Almighty God, take my life, take me and show me your ways. Forgive me and teach me your truth. Shine your light on me and cast away all the darkness that surrounds me. Change me O’ God, mold me into the person you created me to be,  all for your glory and not mine. In Jesus’ Holy and Precious name…Amen!

Friends and readers, trust in God, do not run from Him, seek Him out and learn from Him. Release the grip that sin and pride has on you, shake it off, pull it off, push it off…be victorious one day at a time. Seconds by seconds; minutes by minutes; hour by hour; press on for salvation’s sake!

John 14:27 (NIV)
“Peace I leave with you; my peace I give you. I do not give to you as the world gives. Do not let your hearts be troubled and do not be afraid.”

~Blessings and Peace~

What is in a Name?

Come learn with me…discover the names by which God is referred to in the Old and New Testaments. Please click the website listed below to read more…

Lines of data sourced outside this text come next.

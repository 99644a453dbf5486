//! Result records
//!
//! Every command yields exactly one `CommandOutput`. Handlers produce a
//! [`Reply`]; the engine wraps it with the command name, user and
//! timestamp.

use serde::Serialize;
use serde_json::Value;
use wave_playback::Timestamp;

/// What a handler has to say
#[derive(Debug, Clone, PartialEq)]
pub enum Reply {
    /// Human-readable outcome
    Message(String),

    /// Search outcome with the names of the hits
    Search {
        /// "Search returned N results"
        message: String,
        /// Hit names in result order
        results: Vec<String>,
    },

    /// Player snapshot (`status`)
    Stats(Value),

    /// Query payload
    Result(Value),

    /// Accepted without comment
    Silent,
}

impl Reply {
    /// Reply with a message
    pub fn message(text: impl Into<String>) -> Self {
        Reply::Message(text.into())
    }

    /// Reply with a serialized payload
    pub fn result(payload: impl Serialize) -> Self {
        Reply::Result(serde_json::to_value(payload).unwrap_or(Value::Null))
    }
}

/// One output record
#[derive(Debug, Clone, PartialEq, Serialize)]
pub struct CommandOutput {
    /// Command name
    pub command: String,

    /// Issuing user
    #[serde(skip_serializing_if = "Option::is_none")]
    pub user: Option<String>,

    /// Command timestamp
    pub timestamp: Timestamp,

    /// Outcome or rejection message
    #[serde(skip_serializing_if = "Option::is_none")]
    pub message: Option<String>,

    /// Search hits
    #[serde(skip_serializing_if = "Option::is_none")]
    pub results: Option<Value>,

    /// Player snapshot
    #[serde(skip_serializing_if = "Option::is_none")]
    pub stats: Option<Value>,

    /// Query payload
    #[serde(skip_serializing_if = "Option::is_none")]
    pub result: Option<Value>,
}

impl CommandOutput {
    /// Record with only the identifying fields set
    pub fn new(command: &str, user: Option<String>, timestamp: Timestamp) -> Self {
        Self {
            command: command.to_string(),
            user,
            timestamp,
            message: None,
            results: None,
            stats: None,
            result: None,
        }
    }

    /// Fill in a handler reply
    pub fn with_reply(mut self, reply: Reply) -> Self {
        match reply {
            Reply::Message(text) => self.message = Some(text),
            Reply::Search { message, results } => {
                self.message = Some(message);
                self.results = Some(results.into());
            }
            Reply::Stats(stats) => self.stats = Some(stats),
            Reply::Result(result) => self.result = Some(result),
            Reply::Silent => {}
        }
        self
    }

    /// Fill in a rejection message
    pub fn with_error(mut self, message: String) -> Self {
        self.message = Some(message);
        self
    }
}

Learning God’s names challenges us to take him seriously in all areas of our lives so that, as Jesus taught us, we can pray, “Our Father in heaven, hallowed be your name, your kingdom come, your will be done on earth as it in heaven.”

The most common name for God in the Hebrew Bible is El, meaning “God.” Derived from a Semitic language, the root meaning of El is “might, strength, power.” This name for God occurs widely throughout the Bible.

El or Elohim, “the one true God

El, the Hebrew name for God, occurs in the Old Testament in many compound forms to reveal important qualities of God’s character. One of these combines El with Elyon, a Hebrew word meaning “go up” or “ascend.” So the name El Elyon reveals God as “The Most High God.”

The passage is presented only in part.